**Task statement**. The task here is to set down every line of the listing exactly.

-*-

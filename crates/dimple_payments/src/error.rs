// --- File: crates/dimple_payments/src/error.rs ---

use dimple_booking::StoreError;
use dimple_common::HttpStatusCode;
use thiserror::Error;

/// Domain errors of the payment workflow. Like the booking errors these are
/// ordinary synchronous results; only `Storage` represents a fault of the
/// system itself.
#[derive(Error, Debug)]
pub enum PaymentError {
    /// The external gateway call failed or timed out. The payment attempt
    /// stays pending; the caller may retry initiation under a new
    /// reference, but a timeout alone never marks a payment failed.
    #[error("payment gateway is unavailable")]
    GatewayUnavailable,

    #[error("booking is already paid")]
    AlreadyPaid,

    #[error("booking payment is not in a refundable state")]
    NotPaid,

    #[error("actor is not permitted to perform this operation")]
    Unauthorized,

    #[error("{0} not found")]
    NotFound(String),

    #[error("validation failed: {0}")]
    Validation(String),

    #[error("storage error: {0}")]
    Storage(String),
}

impl HttpStatusCode for PaymentError {
    fn status_code(&self) -> u16 {
        match self {
            PaymentError::GatewayUnavailable => 502,
            PaymentError::AlreadyPaid | PaymentError::NotPaid => 409,
            PaymentError::Unauthorized => 403,
            PaymentError::NotFound(_) => 404,
            PaymentError::Validation(_) => 400,
            PaymentError::Storage(_) => 500,
        }
    }
}

impl From<StoreError> for PaymentError {
    fn from(err: StoreError) -> Self {
        match err {
            StoreError::NotFound(what) => PaymentError::NotFound(what),
            other => PaymentError::Storage(other.to_string()),
        }
    }
}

-*-

**Completed exercise**.
filename crates/dimple_payments/src/error.rs
// --- File: crates/dimple_payments/src/error.rs ---

use dimple_booking::StoreError;
use dimple_common::HttpStatusCode;
use thiserror::Error;

/// Domain errors of the payment workflow. Like the booking errors these are
/// ordinary synchronous results; only `Storage` represents a fault of the
/// system itself.
#[derive(Error, Debug)]
pub enum PaymentError {
    /// The external gateway call failed or timed out. The payment attempt
    /// stays pending; the caller may retry initiation under a new
    /// reference, but a timeout alone never marks a payment failed.
    #[error("payment gateway is unavailable")]
    GatewayUnavailable,

    #[error("booking is already paid")]
    AlreadyPaid,

    #[error("booking payment is not in a refundable state")]
    NotPaid,

    #[error("actor is not permitted to perform this operation")]
    Unauthorized,

    #[error("{0} not found")]
    NotFound(String),

    #[error("validation failed: {0}")]
    Validation(String),

    #[error("storage error: {0}")]
    Storage(String),
}

impl HttpStatusCode for PaymentError {
    fn status_code(&self) -> u16 {
        match self {
            PaymentError::GatewayUnavailable => 502,
            PaymentError::AlreadyPaid | PaymentError::NotPaid => 409,
            PaymentError::Unauthorized => 403,
            PaymentError::NotFound(_) => 404,
            PaymentError::Validation(_) => 400,
            PaymentError::Storage(_) => 500,
        }
    }
}

impl From<StoreError> for PaymentError {
    fn from(err: StoreError) -> Self {
        match err {
            StoreError::NotFound(what) => PaymentError::NotFound(what),
            other => PaymentError::Storage(other.to_string()),
        }
    }
}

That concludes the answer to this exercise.